Researchers at Technion–Israel Institute of Technology and the Peng Cheng Laboratory have recently created a new neuromorphic computing system supporting deep belief neural networks (DBNs), a generative and graphical class of deep learning models. This system, outlined in Nature Electronics, is based on silicon-based memristors, energy-efficient devices that can both store and process information.
Memristors are electrical components that can switch or regulate the flow of electrical current in a circuit, while also remembering the charge that passed through it. As their capabilities and structure resemble those of synapses in the human brain more closely than conventional memories and processing units, they could be better suited for running AI models.
“We, as part of a large scientific community, have been working on neuromorphic computing for quite some time now,” Shahar Kvatinsky, one of the researchers who carried out the study, told TechXplore. “Usually, memristors are used to perform analog computations. It is known that there are two main limitations in the neuromorphic field—one is the memristive technology that is still not widely available. The second is the high cost of converters that are required to convert the analog computation to the digital data and vice versa.”
When developing their neuromorphic computing system, Kvatinsky and his colleagues set out to overcome these two crucial limitations of memristor-based systems. As memristors are not widely available, they decided to instead use a commercially available Flash technology developed by Tower Semiconductor, engineering it to behave like a memristor. In addition, they specifically tested their system with a newly designed DBN, as this particular model does not require data conversions (i.e., its input and output data are binary and inherently digital.

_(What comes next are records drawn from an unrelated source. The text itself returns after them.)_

//! Path helpers shared by the build and the client library.

use url::Url;

/// Errors that can occur when resolving links.
#[derive(Debug, thiserror::Error)]
pub enum RouteError {
    #[error("Invalid URL {url:?}: {source}")]
    InvalidUrl {
        url: String,
        #[source]
        source: url::ParseError,
    },
}

/// List every ancestor directory of `pathname`, shallowest first.
///
/// `/foo/bar/baz.html` yields `["/", "/foo/", "/foo/bar/"]`. The result has
/// one entry fewer than the number of `/`-separated segments, so an empty
/// string yields nothing.
pub fn ancestor_routes(pathname: &str) -> Vec<String> {
    let parts: Vec<&str> = pathname.split('/').collect();
    (1..parts.len())
        .map(|i| format!("{}/", parts[..i].join("/")))
        .collect()
}

/// Rewrite `url` as a path relative to `base`.
///
/// URLs on another host come back absolute and unchanged. An empty `url` resolves
/// to the base's own href.
pub fn relativize(url: &str, base: &Url) -> Result<String, RouteError> {
    if url.is_empty() {
        return Ok(base.to_string());
    }

    let target = base.join(url).map_err(|source| RouteError::InvalidUrl {
        url: url.to_string(),
        source,
    })?;

    Ok(relativize_url(&target, base))
}

/// Infallible form of [`relativize`] for an already resolved target.
///
/// Only the host and explicit port are compared, so a target on the same host
/// under another scheme is still made relative.
pub fn relativize_url(target: &Url, base: &Url) -> String {
    if !same_host(target, base) {
        return target.to_string();
    }

    let base_segments: Vec<&str> = base.path().split('/').collect();
    let target_segments: Vec<&str> = target.path().split('/').collect();

    // `split` always yields at least one segment; the last is the file name.
    let base_dir = &base_segments[..base_segments.len() - 1];
    let (target_dir, target_file) = target_segments.split_at(target_segments.len() - 1);

    let common = base_dir
        .iter()
        .zip(target_dir)
        .take_while(|(a, b)| a == b)
        .count();

    let mut parts: Vec<&str> = vec![".."; base_dir.len() - common];
    parts.extend_from_slice(&target_dir[common..]);
    parts.extend_from_slice(target_file);

    let mut relative = parts.join("/");
    if relative.is_empty() || parts[0].contains(':') {
        // A bare "" would resolve to the base document, and "a:b" to a scheme.
        relative.insert_str(0, "./");
    }

    if let Some(query) = target.query() {
        relative.push('?');
        relative.push_str(query);
    }
    if let Some(fragment) = target.fragment() {
        relative.push('#');
        relative.push_str(fragment);
    }

    relative
}

fn same_host(a: &Url, b: &Url) -> bool {
    a.host_str().is_some() && a.host_str() == b.host_str() && a.port() == b.port()
}
//! Final touches applied to rendered HTML.

use std::borrow::Cow;
use std::convert::Infallible;
use std::fmt::Write;

use markup_fmt::config::FormatOptions;
use markup_fmt::{format_text, Language};

const DOCTYPE: &str = "<!DOCTYPE html>\n";

/// Reformat serialized HTML with consistent indentation.
///
/// Embedded scripts and styles are passed through untouched.
pub fn pretty_print(content: &str) -> Result<String, String> {
    format_text(
        content,
        Language::Html,
        &FormatOptions::default(),
        |code, _| Ok::<_, Infallible>(Cow::Borrowed(code)),
    )
    .map_err(|e| format!("{:?}", e))
}

/// Turn finalized markup into the file that gets written.
///
/// Collapses the blank line after `</head>`, escapes everything outside
/// printable ASCII, adds a doctype when missing and ends with a newline.
pub fn finish_document(content: &str) -> String {
    let content = content.replacen("</head>\n\n", "</head>\n", 1);
    let mut content = escape_non_ascii(&content);

    if !content.ends_with('\n') {
        content.push('\n');
    }

    if has_doctype(&content) {
        content
    } else {
        format!("{}{}", DOCTYPE, content)
    }
}

/// Replace every character other than tab, CR, LF and printable ASCII with a
/// numeric character reference.
pub fn escape_non_ascii(content: &str) -> String {
    let mut out = String::with_capacity(content.len());
    for c in content.chars() {
        if matches!(c, '\t' | '\n' | '\r' | ' '..='~') {
            out.push(c);
        } else {
            let _ = write!(out, "&#x{:X};", c as u32);
        }
    }
    out
}

fn has_doctype(content: &str) -> bool {
    content
        .trim_start()
        .get(..9)
        .is_some_and(|head| head.eq_ignore_ascii_case("<!doctype"))
}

“DBNs are an old machine learning theoretical concept,” Kvatinsky explained. “Our idea was to use binary (i.e., either with a value of 0 or 1) neurons (input/output). There are several unique properties (compared to deep neural networks), including that the training of such a network relies on calculating the accumulated desired model update and updating it only when reaching a certain threshold.”

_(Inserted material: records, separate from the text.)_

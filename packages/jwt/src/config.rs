//! Engine configuration

use std::time::{SystemTime, UNIX_EPOCH};

/// Time source for `iat` at generation and expiry checks at verification
#[derive(Debug, Clone, Copy, PartialEq, Eq, Default)]
pub enum Clock {
    /// Wall clock
    #[default]
    System,
    /// Fixed instant in milliseconds since the Unix epoch
    Fixed(i64),
}

impl Clock {
    /// Current time in milliseconds since the Unix epoch
    #[must_use]
    pub fn now_millis(&self) -> i64 {
        match self {
            Clock::System => SystemTime::now()
                .duration_since(UNIX_EPOCH)
                .map(|d| i64::try_from(d.as_millis()).unwrap_or(i64::MAX))
                .unwrap_or(0),
            Clock::Fixed(millis) => *millis,
        }
    }

    /// Current time in whole seconds since the Unix epoch
    #[must_use]
    pub fn now_secs(&self) -> i64 {
        self.now_millis().div_euclid(1000)
    }
}

/// PBES2 parameters
///
/// `iterations` and `salt_len` apply to generation. The ceilings bound the
/// `p2c` accepted at verification; the synchronous ceiling is lower because
/// the derivation then runs on the caller's thread.
#[derive(Debug, Clone, PartialEq, Eq)]
pub struct Pbes2Config {
    /// `p2c` written into generated tokens
    pub iterations: u32,
    /// Random salt bytes appended after `alg ‖ 0x00`
    pub salt_len: usize,
    /// Largest `p2c` verified synchronously
    pub max_sync_iterations: u32,
    /// Largest `p2c` verified at all
    pub max_async_iterations: u32,
}

impl Pbes2Config {
    /// Default parameters
    #[must_use]
    pub fn standard() -> Self {
        Self {
            iterations: 1024,
            salt_len: 8,
            max_sync_iterations: 2048,
            max_async_iterations: 100_000,
        }
    }

    /// Costlier derivation for generated tokens
    ///
    /// Tokens generated with this preset are above the synchronous ceiling
    /// and must be verified with `verify_async`.
    #[must_use]
    pub fn high_security() -> Self {
        Self {
            iterations: 10_000,
            salt_len: 16,
            max_sync_iterations: 2048,
            max_async_iterations: 100_000,
        }
    }

    /// Set the generation iteration count
    #[must_use]
    pub fn with_iterations(mut self, iterations: u32) -> Self {
        self.iterations = iterations;
        self
    }

    /// Set the random salt length
    #[must_use]
    pub fn with_salt_len(mut self, salt_len: usize) -> Self {
        self.salt_len = salt_len;
        self
    }

    /// Set both verification ceilings
    #[must_use]
    pub fn with_limits(mut self, max_sync_iterations: u32, max_async_iterations: u32) -> Self {
        self.max_sync_iterations = max_sync_iterations;
        self.max_async_iterations = max_async_iterations;
        self
    }
}

impl Default for Pbes2Config {
    fn default() -> Self {
        Self::standard()
    }
}

/// Configuration of a [`Jose`](crate::Jose) engine
#[derive(Debug, Clone, Default, PartialEq, Eq)]
pub struct JoseConfig {
    /// PBES2 parameters
    pub pbes2: Pbes2Config,
    /// Time source
    pub clock: Clock,
}

impl JoseConfig {
    /// Default configuration
    #[must_use]
    pub fn new() -> Self {
        Self::default()
    }

    /// Replace the PBES2 parameters
    #[must_use]
    pub fn with_pbes2(mut self, pbes2: Pbes2Config) -> Self {
        self.pbes2 = pbes2;
        self
    }

    /// Replace the time source
    #[must_use]
    pub fn with_clock(mut self, clock: Clock) -> Self {
        self.clock = clock;
        self
    }

    /// Freeze time at `millis` since the Unix epoch
    #[must_use]
    pub fn with_fixed_time(self, millis: i64) -> Self {
        self.with_clock(Clock::Fixed(millis))
    }
}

The artificial synapses created by the researchers were fabricated using commercial complementary-metal-oxide-semiconductor (CMOS) processes. These memristive, silicon-based synapses have numerous advantageous features, including analog tunability, high endurance, long retention time, predictable cycling degradation, and moderate variability across different devices.
Kvatinsky and his colleagues demonstrated their system by training a type of DBN, known as a restricted Boltzmann machine, on a pattern recognition task. To train this model (a 19x 8 memristive restricted Boltzmann machine), they used two 12 x 8 arrays of the memristors they engineered.

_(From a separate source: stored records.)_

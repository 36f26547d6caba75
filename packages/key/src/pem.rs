//! PEM decoding for RSA and EC keys
//!
//! Private keys: PKCS#1 (`RSA PRIVATE KEY`), SEC1 (`EC PRIVATE KEY`) and
//! PKCS#8 (`PRIVATE KEY`). Public keys: SPKI (`PUBLIC KEY`), PKCS#1
//! (`RSA PUBLIC KEY`) and X.509 certificates (`CERTIFICATE`). Public key
//! loaders also accept a private key and derive its public half.

use crate::error::{KeyError, Result};
use rsa::pkcs1::{DecodeRsaPrivateKey, DecodeRsaPublicKey};
use rsa::pkcs8::{DecodePrivateKey, DecodePublicKey};
use rsa::{RsaPrivateKey, RsaPublicKey};

/// Block type of a PEM document, taken from its first `BEGIN` line
#[derive(Debug, Clone, Copy, PartialEq, Eq)]
pub enum PemKind {
    /// PKCS#1 RSA private key
    RsaPrivate,
    /// SEC1 EC private key
    EcPrivate,
    /// PKCS#8 private key
    Private,
    /// SPKI public key
    Public,
    /// PKCS#1 RSA public key
    RsaPublic,
    /// X.509 certificate
    Certificate,
}

impl PemKind {
    /// Detect the block type of `pem`
    ///
    /// # Errors
    ///
    /// Returns `InvalidKeyFormat` when there is no `BEGIN` line or the label
    /// is not a supported key type.
    pub fn detect(pem: &str) -> Result<Self> {
        let label = pem
            .lines()
            .map(str::trim)
            .find_map(|line| line.strip_prefix("-----BEGIN ")?.strip_suffix("-----"))
            .ok_or_else(|| KeyError::invalid_format("no PEM BEGIN line"))?;
        match label {
            "RSA PRIVATE KEY" => Ok(PemKind::RsaPrivate),
            "EC PRIVATE KEY" => Ok(PemKind::EcPrivate),
            "PRIVATE KEY" => Ok(PemKind::Private),
            "PUBLIC KEY" => Ok(PemKind::Public),
            "RSA PUBLIC KEY" => Ok(PemKind::RsaPublic),
            "CERTIFICATE" => Ok(PemKind::Certificate),
            other => Err(KeyError::invalid_format(format!("unsupported PEM label {other}"))),
        }
    }
}

fn malformed(kind: PemKind) -> impl Fn(String) -> KeyError {
    move |detail| KeyError::invalid_format(format!("malformed {kind:?} PEM: {detail}"))
}

fn wrong_type(kind: PemKind, wanted: &str) -> KeyError {
    KeyError::invalid_key(format!("{kind:?} PEM cannot be used as {wanted}"))
}

/// SubjectPublicKeyInfo DER of the certificate in `pem`
///
/// # Errors
///
/// Returns `InvalidKeyFormat` when the PEM or the certificate does not parse.
pub fn certificate_spki(pem: &str) -> Result<Vec<u8>> {
    let (_, block) = x509_parser::pem::parse_x509_pem(pem.as_bytes())
        .map_err(|e| KeyError::invalid_format(format!("certificate PEM: {e}")))?;
    let cert = block
        .parse_x509()
        .map_err(|e| KeyError::invalid_format(format!("certificate: {e}")))?;
    Ok(cert.public_key().raw.to_vec())
}

/// RSA private key from PKCS#1 or PKCS#8 PEM
///
/// # Errors
///
/// Fails on malformed PEM or a non-RSA key.
pub fn rsa_private_key(pem: &str) -> Result<RsaPrivateKey> {
    let kind = PemKind::detect(pem)?;
    match kind {
        PemKind::RsaPrivate => {
            RsaPrivateKey::from_pkcs1_pem(pem).map_err(|e| malformed(kind)(e.to_string()))
        }
        PemKind::Private => {
            RsaPrivateKey::from_pkcs8_pem(pem).map_err(|e| malformed(kind)(e.to_string()))
        }
        other => Err(wrong_type(other, "an RSA private key")),
    }
}

/// RSA public key from SPKI, PKCS#1, certificate or private key PEM
///
/// # Errors
///
/// Fails on malformed PEM or a non-RSA key.
pub fn rsa_public_key(pem: &str) -> Result<RsaPublicKey> {
    let kind = PemKind::detect(pem)?;
    match kind {
        PemKind::Public => {
            RsaPublicKey::from_public_key_pem(pem).map_err(|e| malformed(kind)(e.to_string()))
        }
        PemKind::RsaPublic => {
            RsaPublicKey::from_pkcs1_pem(pem).map_err(|e| malformed(kind)(e.to_string()))
        }
        PemKind::Certificate => RsaPublicKey::from_public_key_der(&certificate_spki(pem)?)
            .map_err(|e| malformed(kind)(e.to_string())),
        PemKind::RsaPrivate | PemKind::Private => Ok(rsa_private_key(pem)?.to_public_key()),
        PemKind::EcPrivate => Err(wrong_type(kind, "an RSA public key")),
    }
}

macro_rules! ec_key_loaders {
    ($curve:ident, $signing:ident, $verifying:ident, $name:literal) => {
        #[doc = concat!($name, " signing key from SEC1 or PKCS#8 PEM")]
        ///
        /// # Errors
        ///
        /// Fails on malformed PEM or a key on another curve.
        pub fn $signing(pem: &str) -> Result<::$curve::ecdsa::SigningKey> {
            let kind = PemKind::detect(pem)?;
            let secret = match kind {
                PemKind::EcPrivate => ::$curve::SecretKey::from_sec1_pem(pem)
                    .map_err(|e| malformed(kind)(e.to_string()))?,
                PemKind::Private => {
                    <::$curve::SecretKey as ::$curve::pkcs8::DecodePrivateKey>::from_pkcs8_pem(pem)
                        .map_err(|e| malformed(kind)(e.to_string()))?
                }
                other => return Err(wrong_type(other, concat!("a ", $name, " private key"))),
            };
            ::$curve::ecdsa::SigningKey::from_bytes(&secret.to_bytes())
                .map_err(|e| KeyError::invalid_key(e.to_string()))
        }

        #[doc = concat!($name, " verifying key from SPKI, certificate or private key PEM")]
        ///
        /// # Errors
        ///
        /// Fails on malformed PEM or a key on another curve.
        pub fn $verifying(pem: &str) -> Result<::$curve::ecdsa::VerifyingKey> {
            let kind = PemKind::detect(pem)?;
            let public = match kind {
                PemKind::Public => {
                    <::$curve::PublicKey as ::$curve::pkcs8::DecodePublicKey>::from_public_key_pem(pem)
                        .map_err(|e| malformed(kind)(e.to_string()))?
                }
                PemKind::Certificate => {
                    let spki = certificate_spki(pem)?;
                    <::$curve::PublicKey as ::$curve::pkcs8::DecodePublicKey>::from_public_key_der(&spki)
                        .map_err(|e| malformed(kind)(e.to_string()))?
                }
                PemKind::EcPrivate | PemKind::Private => {
                    return Ok(::$curve::ecdsa::VerifyingKey::from(&$signing(pem)?));
                }
                other => return Err(wrong_type(other, concat!("a ", $name, " public key"))),
            };
            ::$curve::ecdsa::VerifyingKey::from_sec1_bytes(&public.to_sec1_bytes())
                .map_err(|e| KeyError::invalid_key(e.to_string()))
        }
    };
}

ec_key_loaders!(p256, p256_signing_key, p256_verifying_key, "P-256");
ec_key_loaders!(p384, p384_signing_key, p384_verifying_key, "P-384");
ec_key_loaders!(p521, p521_signing_key, p521_verifying_key, "P-521");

“The simplicity of DBN makes them attractive for hardware implementation,” Kvatinsky said. “We showed that even though DBN are simple to implement (due to their binary nature), we can reach high accuracy (>97% accurate recognition of handwritten digits) when using Y-Flash based memristors.”
The architecture introduced by this team of researchers offers a new viable solution for running restricted Boltzmann machines and other DBNs. In the future, it could inspire the development of similar neuromorphic systems, collectively helping to run AI systems more energy-efficiently.
“We now plan to scale up this architecture, explore additional memristive technologies and explore more neural network architectures.”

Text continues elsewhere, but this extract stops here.